THE GIRL GEORGE LEFT BEHIND!
by Pat Hodgett

      I knew all the Beatles in the days before they became famous. I went everywhere they performed, just to see and listen to them. But George was the particular love of my life. I used to beg, borrow and steal pictures of him for my secret collection... Well, it's over now - for me. George is married - and I'm just a friend from the past. But I shall never forget the boy he used to be, before the fame overtook the Beatles.

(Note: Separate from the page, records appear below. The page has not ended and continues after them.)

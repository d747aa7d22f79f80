//! Workflow server entry point

use anyhow::Context;
use crvs_workflow::{api::create_router, config::Config, logging, state::AppState};

#[tokio::main]
async fn main() -> anyhow::Result<()> {
    let config = Config::load().context("Failed to load configuration")?;

    config
        .validate()
        .map_err(|e| anyhow::anyhow!("Invalid configuration: {e}"))?;

    logging::init_logging(&config.logging).context("Failed to initialize logging")?;

    tracing::info!(version = env!("CARGO_PKG_VERSION"), "Starting workflow server");

    let addr = config
        .socket_addr()
        .context("Failed to determine socket address")?;

    let state = AppState::new(config).context("Failed to initialize application state")?;
    let app = create_router(state);

    tracing::info!("Workflow server listening on http://{}", addr);

    let listener = tokio::net::TcpListener::bind(addr)
        .await
        .with_context(|| format!("Failed to bind TCP listener on {addr}"))?;

    axum::serve(listener, app)
        .with_graceful_shutdown(shutdown_signal())
        .await
        .context("Server terminated unexpectedly")?;

    tracing::info!("Server shutdown complete");
    Ok(())
}

/// Wait for SIGTERM or SIGINT
#[cfg(unix)]
async fn shutdown_signal() {
    use tokio::signal::unix::{signal, SignalKind};

    let mut sigterm = match signal(SignalKind::terminate()) {
        Ok(sigterm) => sigterm,
        Err(e) => {
            tracing::error!(error = %e, "Failed to install SIGTERM handler");
            let _ = tokio::signal::ctrl_c().await;
            return;
        }
    };

    tokio::select! {
        _ = tokio::signal::ctrl_c() => {
            tracing::info!("SIGINT received, starting graceful shutdown...");
        }
        _ = sigterm.recv() => {
            tracing::info!("SIGTERM received, starting graceful shutdown...");
        }
    }
}

#[cfg(not(unix))]
async fn shutdown_signal() {
    if let Err(e) = tokio::signal::ctrl_c().await {
        tracing::error!(error = %e, "Failed to listen for CTRL+C");
    }
    tracing::info!("Shutdown signal received, starting graceful shutdown...");
}
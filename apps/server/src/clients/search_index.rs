use super::{ensure_success, join_url, SearchIndex};
use crate::models::{CompositionBody, SearchHit};
use crate::Result;
use async_trait::async_trait;
use reqwest::StatusCode;
use serde::Deserialize;
use serde_json::Value;

const SERVICE: &str = "search index";

/// Elasticsearch index client
pub struct HttpSearchIndex {
    client: reqwest::Client,
    base_url: String,
    index: String,
}

#[derive(Deserialize)]
struct GetResponse {
    #[serde(rename = "_source")]
    source: Option<CompositionBody>,
}

#[derive(Deserialize)]
struct SearchResponse {
    hits: Hits,
}

#[derive(Deserialize)]
struct Hits {
    #[serde(default)]
    hits: Vec<SearchHit>,
}

impl HttpSearchIndex {
    pub fn new(client: reqwest::Client, base_url: impl Into<String>, index: impl Into<String>) -> Self {
        Self {
            client,
            base_url: base_url.into(),
            index: index.into(),
        }
    }

    fn doc_url(&self, composition_id: &str) -> String {
        join_url(
            &self.base_url,
            &format!("{}/_doc/{}", self.index, urlencoding::encode(composition_id)),
        )
    }
}

#[async_trait]
impl SearchIndex for HttpSearchIndex {
    async fn get(&self, composition_id: &str) -> Result<Option<CompositionBody>> {
        let response = self.client.get(self.doc_url(composition_id)).send().await?;
        if response.status() == StatusCode::NOT_FOUND {
            return Ok(None);
        }
        let response = ensure_success(SERVICE, response).await?;
        Ok(response.json::<GetResponse>().await?.source)
    }

    async fn put(&self, composition_id: &str, body: &CompositionBody) -> Result<()> {
        tracing::debug!(composition_id, status = ?body.type_, "Indexing composition");
        let response = self
            .client
            .put(self.doc_url(composition_id))
            .query(&[("refresh", "wait_for")])
            .json(body)
            .send()
            .await?;
        ensure_success(SERVICE, response).await?;
        Ok(())
    }

    async fn search(&self, query: &Value) -> Result<Vec<SearchHit>> {
        let url = join_url(&self.base_url, &format!("{}/_search", self.index));
        let response = self.client.post(url).json(query).send().await?;
        let response = ensure_success(SERVICE, response).await?;
        Ok(response.json::<SearchResponse>().await?.hits.hits)
    }
}
//! Contracts of the collaborating services

use crate::models::{CompositionBody, SearchHit, UserModel, UserQuery};
use crate::Result;
use async_trait::async_trait;
use crvs_models::{Bundle, EventType, Patient, Resource};
use serde_json::Value;

/// FHIR resource store
#[async_trait]
pub trait ResourceStore: Send + Sync {
    /// Fetch a resource by relative reference (`Type/id`)
    async fn read(&self, reference: &str) -> Result<Resource>;

    /// Type level search, returning the matched resources
    async fn search(&self, resource_type: &str, query: &[(&str, &str)]) -> Result<Vec<Resource>>;

    /// Submit a transaction bundle, returning the transaction-response bundle
    async fn transaction(&self, bundle: &Bundle) -> Result<Bundle>;
}

/// Search index holding one `CompositionBody` per composition
#[async_trait]
pub trait SearchIndex: Send + Sync {
    async fn get(&self, composition_id: &str) -> Result<Option<CompositionBody>>;

    async fn put(&self, composition_id: &str, body: &CompositionBody) -> Result<()>;

    async fn search(&self, query: &Value) -> Result<Vec<SearchHit>>;
}

#[async_trait]
pub trait UserDirectory: Send + Sync {
    async fn get_user(&self, query: &UserQuery, bearer: &str) -> Result<UserModel>;
}

/// Metrics service receiving audit events
#[async_trait]
pub trait MetricsClient: Send + Sync {
    async fn post_event(
        &self,
        event: EventType,
        action: &str,
        bundle: &Bundle,
        bearer: &str,
    ) -> Result<()>;
}

#[async_trait]
pub trait DocumentStore: Send + Sync {
    /// Upload a base64 data URI, returning the stored file reference
    async fn upload(&self, file_data: &str, bearer: &str) -> Result<String>;
}

/// Identity verification of deceased persons
#[async_trait]
pub trait VerificationService: Send + Sync {
    /// Returns the verified fields to merge into the patient
    async fn verify_deceased(&self, patient: &Patient, bearer: &str) -> Result<Value>;
}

      YOUR STORY could be my story; your dreams could be my dreams... once upon a time. But that's a long time ago. (Is it really five years?) I was fifteen when I first met the Beatles in the Cavern in Liverpool. I used to play hookey from school and go there with my girl friend for the lunchtime sessions. We didn't dance. We just went to listen to the groups and to stare at the boys as they played.
      Heaven knows what the good nuns would have said if they had known where some of the girls were spending their time instead of eating their lunches.

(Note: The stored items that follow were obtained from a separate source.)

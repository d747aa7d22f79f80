use thiserror::Error;

pub type Result<T> = std::result::Result<T, Error>;

#[derive(Debug, Error)]
pub enum Error {
    #[error("extension {url} expects {expected} but carries {found}")]
    ExtensionShape {
        url: String,
        expected: &'static str,
        found: String,
    },

    #[error("unknown event type: {0}")]
    UnknownEventType(String),

    #[error("unknown registration status: {0}")]
    UnknownStatus(String),

    #[error("JSON error: {0}")]
    Json(#[from] serde_json::Error),
}
//! Bearer token decoding
//!
//! The service trusts the gateway for authentication. It only needs the
//! token payload to pick the registration status from the caller's scope
//! and to forward the raw token to collaborating services.

use crate::{config::AuthConfig, state::AppState, Error, Result};
use async_trait::async_trait;
use axum::{extract::FromRequestParts, http::header::AUTHORIZATION, http::request::Parts};
use jsonwebtoken::{decode, Algorithm, DecodingKey, Validation};
use serde::{Deserialize, Deserializer};

/// Claims the workflow reads from a token
#[derive(Debug, Clone, Default, Deserialize)]
pub struct TokenPayload {
    #[serde(default)]
    pub sub: String,
    #[serde(default, deserialize_with = "scope_list")]
    pub scope: Vec<String>,
    #[serde(default)]
    pub iss: Option<String>,
    #[serde(default)]
    pub exp: Option<i64>,
}

impl TokenPayload {
    pub fn has_scope(&self, scope: &str) -> bool {
        self.scope.iter().any(|s| s == scope)
    }
}

/// Accepts both `["declare", "register"]` and `"declare register"`
fn scope_list<'de, D: Deserializer<'de>>(deserializer: D) -> std::result::Result<Vec<String>, D::Error> {
    #[derive(Deserialize)]
    #[serde(untagged)]
    enum Scope {
        List(Vec<String>),
        Joined(String),
    }

    Ok(match Scope::deserialize(deserializer)? {
        Scope::List(list) => list,
        Scope::Joined(joined) => joined.split_whitespace().map(str::to_string).collect(),
    })
}

pub struct TokenDecoder {
    key: DecodingKey,
    validation: Validation,
}

impl TokenDecoder {
    pub fn new(config: &AuthConfig) -> Result<Self> {
        match &config.public_key_path {
            Some(path) => {
                let pem = std::fs::read(path).map_err(|e| {
                    Error::Internal(format!("failed to read public key {path}: {e}"))
                })?;
                let key = DecodingKey::from_rsa_pem(&pem)
                    .map_err(|e| Error::Internal(format!("invalid public key {path}: {e}")))?;
                let mut validation = Validation::new(Algorithm::RS256);
                if let Some(issuer) = &config.issuer {
                    validation.set_issuer(&[issuer]);
                }
                match &config.audience {
                    Some(audience) => validation.set_audience(&[audience]),
                    None => validation.validate_aud = false,
                }
                Ok(Self { key, validation })
            }
            None => Ok(Self::unverified()),
        }
    }

    /// Decoder that reads the payload without checking the signature
    pub fn unverified() -> Self {
        let mut validation = Validation::new(Algorithm::RS256);
        validation.insecure_disable_signature_validation();
        validation.validate_aud = false;
        validation.validate_exp = false;
        validation.required_spec_claims.clear();
        Self {
            key: DecodingKey::from_secret(&[]),
            validation,
        }
    }

    pub fn decode(&self, token: &str) -> Result<TokenPayload> {
        decode::<TokenPayload>(token, &self.key, &self.validation)
            .map(|data| data.claims)
            .map_err(|e| Error::InvalidToken(e.to_string()))
    }
}

/// Authenticated caller: raw token plus decoded payload
#[derive(Debug, Clone)]
pub struct AuthContext {
    pub token: String,
    pub payload: TokenPayload,
}

impl AuthContext {
    /// Value for an outgoing `Authorization` header
    pub fn bearer(&self) -> String {
        format!("Bearer {}", self.token)
    }
}

#[async_trait]
impl FromRequestParts<AppState> for AuthContext {
    type Rejection = Error;

    async fn from_request_parts(parts: &mut Parts, state: &AppState) -> Result<Self> {
        let header = parts
            .headers
            .get(AUTHORIZATION)
            .and_then(|v| v.to_str().ok())
            .ok_or_else(|| Error::InvalidToken("missing Authorization header".to_string()))?;
        let token = header
            .strip_prefix("Bearer ")
            .map(str::trim)
            .filter(|t| !t.is_empty())
            .ok_or_else(|| Error::InvalidToken("expected a Bearer token".to_string()))?;
        let payload = state.tokens.decode(token)?;
        Ok(Self {
            token: token.to_string(),
            payload,
        })
    }
}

      We used to stay so long in the Cavern that it would be too late to go back for afternoon classes. Then we'd have to go to school the next day with little notes (that we wrote ourselves) saying we'd been taken suddenly ill after lunch. I'll never know how we got away with it, but I don't remember anyone being caught.
      This was in 1967 and the Beatles were hardly known outside of Liverpool. But at the Cavern, they were a real sensation. George was always the one I fancied. My friend Marjorie had a thing about John.
      We were the most devoted fans the boys had. We went everywhere they played. Sometimes there would be an all-night dance session at the Cavern, and we'd tell fibs to our parents in order to get there. I'd say I was staying the night with Marjorie, and she'd tell her mother that she was staying with me.
      When I was caught, my mother used to make me stay home for several nights as a punishment. "You're Beatle mad," she used to scold me. "I can't understand what you see in those boys!"
      But when the Beatles became famous and made a triumphant return to Liverpool from London, Mum changed her tune. She was quite proud of them then. "Nice boys!" she told everyone. "They're a real credit to Liverpool."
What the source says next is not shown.